> _Problem to solve_: Scan the entries below for the word "Self", then copy each line that holds it.

....

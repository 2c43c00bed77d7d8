use base64::engine::general_purpose::STANDARD;
use base64::Engine as _;
use dotenvy::dotenv;
use std::env;

#[derive(Debug, Clone)]
pub struct RateLimitConfig {
    /// Window length in seconds for all per-operation counters.
    pub window_secs: u64,
    pub max_sends: u32,
    pub max_typing_updates: u32,
    pub max_reactions: u32,
}

#[derive(Debug, Clone)]
pub struct Config {
    pub database_url: String,
    /// When set, caches/rate limits/presence use Redis so multiple
    /// instances agree; otherwise everything is process-local.
    pub redis_url: Option<String>,
    pub port: u16,
    pub jwt_secret: String,
    pub master_key: [u8; 32],
    pub rate_limits: RateLimitConfig,
    pub max_content_len: usize,
    pub max_attachments: usize,
    pub typing_ttl_secs: u64,
    pub presence_ttl_secs: u64,
    pub unread_cache_ttl_secs: u64,
    /// Horizon after which an undelivered queue entry expires.
    pub delivery_expiry_days: i64,
    pub delivery_max_attempts: i32,
    /// Soft-deleted messages older than this are physically purged.
    pub retention_days: i64,
}

fn env_parse<T: std::str::FromStr>(key: &str, default: T) -> T {
    env::var(key).ok().and_then(|v| v.parse().ok()).unwrap_or(default)
}

impl Config {
    pub fn from_env() -> Result<Self, crate::error::AppError> {
        dotenv().ok();

        let database_url = env::var("DATABASE_URL")
            .map_err(|_| crate::error::AppError::Config("DATABASE_URL missing".into()))?;
        let redis_url = env::var("REDIS_URL").ok().filter(|s| !s.trim().is_empty());
        let port = env_parse("PORT", 3000);

        let jwt_secret = env::var("JWT_SECRET")
            .map_err(|_| crate::error::AppError::Config("JWT_SECRET missing".into()))?;

        let master_key_b64 = env::var("CHAT_MASTER_KEY")
            .map_err(|_| crate::error::AppError::Config("CHAT_MASTER_KEY missing".into()))?;
        let master_key_bytes = STANDARD
            .decode(master_key_b64.trim())
            .map_err(|_| crate::error::AppError::Config("CHAT_MASTER_KEY invalid base64".into()))?;
        if master_key_bytes.len() != 32 {
            return Err(crate::error::AppError::Config(
                "CHAT_MASTER_KEY must decode to 32 bytes".into(),
            ));
        }
        let mut master_key = [0u8; 32];
        master_key.copy_from_slice(&master_key_bytes);

        Ok(Self {
            database_url,
            redis_url,
            port,
            jwt_secret,
            master_key,
            rate_limits: RateLimitConfig {
                window_secs: env_parse("RATE_LIMIT_WINDOW_SECS", 60),
                max_sends: env_parse("RATE_LIMIT_SENDS", 30),
                max_typing_updates: env_parse("RATE_LIMIT_TYPING", 60),
                max_reactions: env_parse("RATE_LIMIT_REACTIONS", 60),
            },
            max_content_len: env_parse("MAX_CONTENT_LEN", 8_000),
            max_attachments: env_parse("MAX_ATTACHMENTS", 10),
            typing_ttl_secs: env_parse("TYPING_TTL_SECS", 10),
            presence_ttl_secs: env_parse("PRESENCE_TTL_SECS", 60),
            unread_cache_ttl_secs: env_parse("UNREAD_CACHE_TTL_SECS", 30),
            delivery_expiry_days: env_parse("DELIVERY_EXPIRY_DAYS", 7),
            delivery_max_attempts: env_parse("DELIVERY_MAX_ATTEMPTS", 5),
            retention_days: env_parse("MESSAGE_RETENTION_DAYS", 30),
        })
    }

    #[cfg(test)]
    pub fn test_defaults() -> Self {
        Self {
            database_url: "postgres://localhost/test".into(),
            redis_url: None,
            port: 3000,
            jwt_secret: "test-secret".into(),
            master_key: [0u8; 32],
            rate_limits: RateLimitConfig {
                window_secs: 60,
                max_sends: 30,
                max_typing_updates: 60,
                max_reactions: 60,
            },
            max_content_len: 8_000,
            max_attachments: 10,
            typing_ttl_secs: 10,
            presence_ttl_secs: 60,
            unread_cache_ttl_secs: 30,
            delivery_expiry_days: 7,
            delivery_max_attempts: 5,
            retention_days: 30,
        }
    }
}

....

> _Response to the task_:
    pub fn from_env() -> Result<Self, crate::error::AppError> {
        Ok(Self {
    pub fn test_defaults() -> Self {
        Self {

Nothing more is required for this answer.